Только решать надо быстро, времени мало. Тебя могут арестовать.
Перерыв кончился, Бориса ждали товарищи. Набережная снова осветилась зелеными вспышками. Я повернулся и, подгоняемый ветром с моря, под шум взбудораженных волн, яростно кидавшихся на гранит набережной, пошел вверх против могучего течения реки, туда, где в трепетном свете лампочек цепенел стальной мост.
На душе у меня было так же беспокойно и темно, как эта ночь, как воды Даугавы. Что будет со мной? Что будет с Гитой? Неужели все, что нам осталось,— это бегство в чужие края? Стальные балки старого моста, тяжко нависающие над бурной рекой, смотрели на меня из темноты, словно тюремные решетки. Да, мы должны убежать из этой страшной тюрьмы. Второй раз я не выдержу. Лучше умереть на поле боя, с винтовкой в руках. По крайней мере исполню свой долг, веление сердца...

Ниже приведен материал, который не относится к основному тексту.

//! Staging metrics

use std::sync::atomic::{AtomicU64, Ordering};

/// Staging area counters
#[derive(Debug, Default)]
pub struct StagingMetrics {
    /// Rows appended to active files
    pub rows_appended: AtomicU64,
    /// Bytes appended to active files
    pub bytes_appended: AtomicU64,
    /// Active files rotated into snapshots
    pub rotations: AtomicU64,
    /// Failed appends
    pub append_errors: AtomicU64,
}

impl StagingMetrics {
    pub const fn new() -> Self {
        Self {
            rows_appended: AtomicU64::new(0),
            bytes_appended: AtomicU64::new(0),
            rotations: AtomicU64::new(0),
            append_errors: AtomicU64::new(0),
        }
    }

    #[inline]
    pub fn record_append(&self, bytes: u64) {
        self.rows_appended.fetch_add(1, Ordering::Relaxed);
        self.bytes_appended.fetch_add(bytes, Ordering::Relaxed);
    }

    #[inline]
    pub fn record_rotation(&self) {
        self.rotations.fetch_add(1, Ordering::Relaxed);
    }

    #[inline]
    pub fn record_append_error(&self) {
        self.append_errors.fetch_add(1, Ordering::Relaxed);
    }

    pub fn snapshot(&self) -> StagingMetricsSnapshot {
        StagingMetricsSnapshot {
            rows_appended: self.rows_appended.load(Ordering::Relaxed),
            bytes_appended: self.bytes_appended.load(Ordering::Relaxed),
            rotations: self.rotations.load(Ordering::Relaxed),
            append_errors: self.append_errors.load(Ordering::Relaxed),
        }
    }
}

/// Point-in-time copy of [`StagingMetrics`]
#[derive(Debug, Clone, Copy, Default, PartialEq, Eq)]
pub struct StagingMetricsSnapshot {
    pub rows_appended: u64,
    pub bytes_appended: u64,
    pub rotations: u64,
    pub append_errors: u64,
}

С грохотом прокатил мимо поезд, швыряя в небо серые клубы дыма. Пронзительный свист и звенящий металлический гул говорили о том, что поезд пересекает Даугаву. Это был пассажирский поезд Рига — Вентс-пилс, который в пять утра делал остановку на знакомой с детства станции в Курземе. Сколько раз в последние годы я с этим поездом ездил домой, к отцу! От станции до дома было километров двадцать, и отец всегда поджидал меня в коляске своего приятеля-аптекаря с еще теплой деревенской закуской в сумке. И пока гнедой нас вез к дому, мы успевали рассказать друг другу все свои новости. Доведется ли мне снова побывать в родном доме? Увижу ли когда-нибудь отца?..

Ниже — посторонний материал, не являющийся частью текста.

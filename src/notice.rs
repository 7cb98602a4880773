//! Transient user notifications ("toasts").
//!
//! Notices raised during a redirect are carried to the next page in a
//! one-shot cookie holding the notice key.

use axum_extra::extract::cookie::{Cookie, CookieJar, SameSite};
use serde::Serialize;

/// Cookie carrying a notice across one redirect.
pub const NOTICE_COOKIE: &str = "campaign_notice";

#[derive(Debug, Clone, Copy, PartialEq, Eq, Serialize)]
#[serde(rename_all = "lowercase")]
pub enum NoticeVariant {
    Default,
    Destructive,
}

/// Every notification the application can show.
#[derive(Debug, Clone, Copy, PartialEq, Eq)]
pub enum Notice {
    LoginSucceeded,
    InvalidCredentials,
    LoggedOut,
    GenerationFailed,
}

impl Notice {
    /// Stable key used in the notice cookie and JSON payloads.
    #[must_use]
    pub fn key(self) -> &'static str {
        match self {
            Self::LoginSucceeded => "login_succeeded",
            Self::InvalidCredentials => "invalid_credentials",
            Self::LoggedOut => "logged_out",
            Self::GenerationFailed => "generation_failed",
        }
    }

    #[must_use]
    pub fn from_key(key: &str) -> Option<Self> {
        match key {
            "login_succeeded" => Some(Self::LoginSucceeded),
            "invalid_credentials" => Some(Self::InvalidCredentials),
            "logged_out" => Some(Self::LoggedOut),
            "generation_failed" => Some(Self::GenerationFailed),
            _ => None,
        }
    }

    #[must_use]
    pub fn title(self) -> &'static str {
        match self {
            Self::LoginSucceeded => "Login successful!",
            Self::InvalidCredentials => "Invalid credentials",
            Self::LoggedOut => "Logged out successfully",
            Self::GenerationFailed => "Error",
        }
    }

    #[must_use]
    pub fn variant(self) -> NoticeVariant {
        match self {
            Self::InvalidCredentials | Self::GenerationFailed => NoticeVariant::Destructive,
            Self::LoginSucceeded | Self::LoggedOut => NoticeVariant::Default,
        }
    }

    /// Render for display. `hint` fills in the demo credentials on rejection.
    #[must_use]
    pub fn view(self, hint: &str) -> NoticeView {
        let description = match self {
            Self::LoginSucceeded => "Welcome to Marketing AI Agent".to_string(),
            Self::InvalidCredentials => format!("Please use {hint}"),
            Self::LoggedOut => "See you next time!".to_string(),
            Self::GenerationFailed => {
                "Failed to generate campaign brief. Please try again.".to_string()
            }
        };
        NoticeView {
            key: self.key(),
            title: self.title(),
            description,
            variant: self.variant(),
        }
    }
}

/// A notice ready to be rendered or serialized.
#[derive(Debug, Clone, PartialEq, Eq, Serialize)]
pub struct NoticeView {
    pub key: &'static str,
    pub title: &'static str,
    pub description: String,
    pub variant: NoticeVariant,
}

/// Queue `notice` for the next rendered page.
#[must_use]
pub fn flash(jar: CookieJar, notice: Notice) -> CookieJar {
    jar.add(
        Cookie::build((NOTICE_COOKIE, notice.key()))
            .http_only(true)
            .same_site(SameSite::Lax)
            .path("/")
            .build(),
    )
}

/// Read and clear the flashed notice, if any.
#[must_use]
pub fn take_flash(jar: CookieJar) -> (CookieJar, Option<Notice>) {
    let Some(cookie) = jar.get(NOTICE_COOKIE) else {
        return (jar, None);
    };
    let notice = Notice::from_key(cookie.value());
    (jar.remove(Cookie::build(NOTICE_COOKIE).path("/")), notice)
}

От автобусной станции, где дремали перед выездом ночные автобусы, я свернул на бульвар Аспазии. Оперный театр уже погасил огни, из соседнего ресторана «Рим» доносилась музыка. На Театральной площади, притулившись на облучках, клевали носами усталые извозчики; у колоннады стояли в обнимку пьяные, горланили песню. Здесь горели рекламы, здесь было много света, и потому центр города казался совсем другим миром по сравнению с ветреной и темной набережной, где работали сварщики. И над этими двумя непохожими мирами в ночное небо взмывал белый обелиск Свободы, а на вершине его стояла позеленевшая женщина из бронзы, держа на ладонях три позолоченных звезды.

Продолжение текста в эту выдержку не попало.